I like abstract games! What does that mean! What is an abstract game! Why am I using the exclamation point for questions! 😛
Board Game Geek defines Abstract Games as follows:
An abstract strategy game is a strategy game that minimizes luck and does not rely on a theme. Almost all abstract strategy games will conform to the strictest definition of: a gameboard, card, or tile game in which there is no hidden information, no non-deterministic elements (such as shuffled cards or dice rolls), and (usually) two players or teams taking a finite number of alternating turns.
Wikipedia uses the following definition:
An abstract strategy game is a strategy game in which the theme is not important to the experience of playing. Many of the world’s classic board games, including chess, Go, checkers and draughts, xiangqi (Chinese chess), shogi (Japanese chess), Reversi (marketed as “Othello”), nine men’s morris, and most mancala variants, fit into this category.

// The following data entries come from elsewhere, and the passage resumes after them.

// ABOUTME: Per-item input (BatchItem) and output (ItemOutput, ItemFailure, OutputRecord) shapes.
// ABOUTME: Serialized with the camelCase wire names the batch runner consumes and emits.

use anyhow::anyhow;
use serde::{Deserialize, Deserializer, Serialize};

use crate::error::ScrubError;
use crate::extractors::ArticleResult;
use crate::options::{lenient, CleanOptions, ReadabilityOptions};

/// One document to process, in its wire form.
///
/// Option blocks that cannot be read fall back to their defaults. A missing
/// or null `htmlContent` reads as empty and fails validation later.
#[derive(Debug, Clone, Default, PartialEq, Serialize, Deserialize)]
#[serde(rename_all = "camelCase")]
pub struct BatchItem {
    #[serde(default, deserialize_with = "null_as_empty")]
    pub html_content: String,
    #[serde(default, deserialize_with = "lenient")]
    pub clean_options: Option<CleanOptions>,
    #[serde(default, deserialize_with = "lenient")]
    pub readability_options: Option<ReadabilityOptions>,
    #[serde(default, deserialize_with = "lenient")]
    pub markdown_output: bool,
}

fn null_as_empty<'de, D: Deserializer<'de>>(d: D) -> Result<String, D::Error> {
    Ok(Option::<String>::deserialize(d)?.unwrap_or_default())
}

impl BatchItem {
    /// An item with default options.
    pub fn new(html: impl Into<String>) -> Self {
        Self {
            html_content: html.into(),
            ..Default::default()
        }
    }

    pub fn with_clean_options(mut self, opts: CleanOptions) -> Self {
        self.clean_options = Some(opts);
        self
    }

    pub fn with_readability_options(mut self, opts: ReadabilityOptions) -> Self {
        self.readability_options = Some(opts);
        self
    }

    pub fn with_markdown(mut self, markdown: bool) -> Self {
        self.markdown_output = markdown;
        self
    }
}

impl TryFrom<serde_json::Value> for BatchItem {
    type Error = ScrubError;

    /// Decode one raw batch entry. Entries that are not objects, or whose
    /// `htmlContent` is not a string, are validation failures.
    fn try_from(value: serde_json::Value) -> Result<Self, Self::Error> {
        serde_json::from_value(value).map_err(|e| ScrubError::validation("Decode", Some(anyhow!(e))))
    }
}

impl From<&BatchItem> for BatchItem {
    fn from(item: &BatchItem) -> Self {
        item.clone()
    }
}

/// The record for a successfully processed item.
///
/// Article fields are `null` when no main content was found. `markdown` is
/// omitted entirely unless it was requested.
#[derive(Debug, Clone, Default, PartialEq, Serialize, Deserialize)]
#[serde(rename_all = "camelCase")]
pub struct ItemOutput {
    pub html: String,
    pub title: Option<String>,
    pub lang: Option<String>,
    pub content: Option<String>,
    pub text_content: Option<String>,
    pub length: Option<usize>,
    pub excerpt: Option<String>,
    #[serde(default, skip_serializing_if = "Option::is_none")]
    pub markdown: Option<String>,
}

impl ItemOutput {
    /// Combine the serialized document with an optional article.
    pub fn new(html: String, article: Option<ArticleResult>) -> Self {
        let article = article.unwrap_or_default();
        Self {
            html,
            title: article.title,
            lang: article.lang,
            content: article.content,
            text_content: article.text_content,
            length: article.length,
            excerpt: article.excerpt,
            markdown: None,
        }
    }
}

/// The record for an item whose failure was isolated.
#[derive(Debug, Clone, PartialEq, Eq, Serialize, Deserialize)]
pub struct ItemFailure {
    pub error: String,
    pub message: String,
}

impl From<&ScrubError> for ItemFailure {
    fn from(err: &ScrubError) -> Self {
        Self {
            error: err.code.wire_name().to_string(),
            message: err.to_string(),
        }
    }
}

/// One slot of the batch output, positionally paired with its input item.
#[derive(Debug, Clone, PartialEq, Serialize, Deserialize)]
#[serde(untagged)]
pub enum OutputRecord {
    Failure(ItemFailure),
    Success(ItemOutput),
}

impl OutputRecord {
    pub fn is_success(&self) -> bool {
        matches!(self, OutputRecord::Success(_))
    }

    pub fn as_success(&self) -> Option<&ItemOutput> {
        match self {
            OutputRecord::Success(out) => Some(out),
            OutputRecord::Failure(_) => None,
        }
    }

    pub fn as_failure(&self) -> Option<&ItemFailure> {
        match self {
            OutputRecord::Failure(f) => Some(f),
            OutputRecord::Success(_) => None,
        }
    }
}

impl From<Result<ItemOutput, ScrubError>> for OutputRecord {
    fn from(res: Result<ItemOutput, ScrubError>) -> Self {
        match res {
            Ok(out) => OutputRecord::Success(out),
            Err(err) => OutputRecord::Failure(ItemFailure::from(&err)),
        }
    }
}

When I was growing up I played a lot of standard games like Sorry and Risk and Monopoly. As a teenager I grew to hate Trivial Pursuit. 😛 I also played checkers, chess, and tic-tac-toe. And I liked puzzles. Not jigsaw puzzles, but math or physical puzzles. As my interest in board games was rekindled I learned about an entirely new (to me) category of abstract games.
Board Game Geek has 850 pages (not games, pages of games) in their Abstract Strategy category. 😮 I don’t have that many, but I do have quite a few! One of the ones I have owned the longest is called Arlecchino aka Arlekino. I have no idea where I got the game. It was published in 2010, but it’s not available on Amazon at the moment, there is one active auction on eBay (from Canada, eh), and nothing in the eBay history for the past 90 days.
Arlecchino is the Italian name for Harlequin, a type of comic servant character.
The cover art for the game shows lots of colors, so perhaps it was inspired by a colorful clown outfit. Unlike most of the abstract strategy games that I know it goes up to four players. Tiles are moved based on color. The piece is moved once for each occurrence of a specific color on the tile, and the goal is to jump (remove) tiles of your opponent. Like many abstract games, the rules are simple to explain but deeper strategies and tactics can be revealed over time.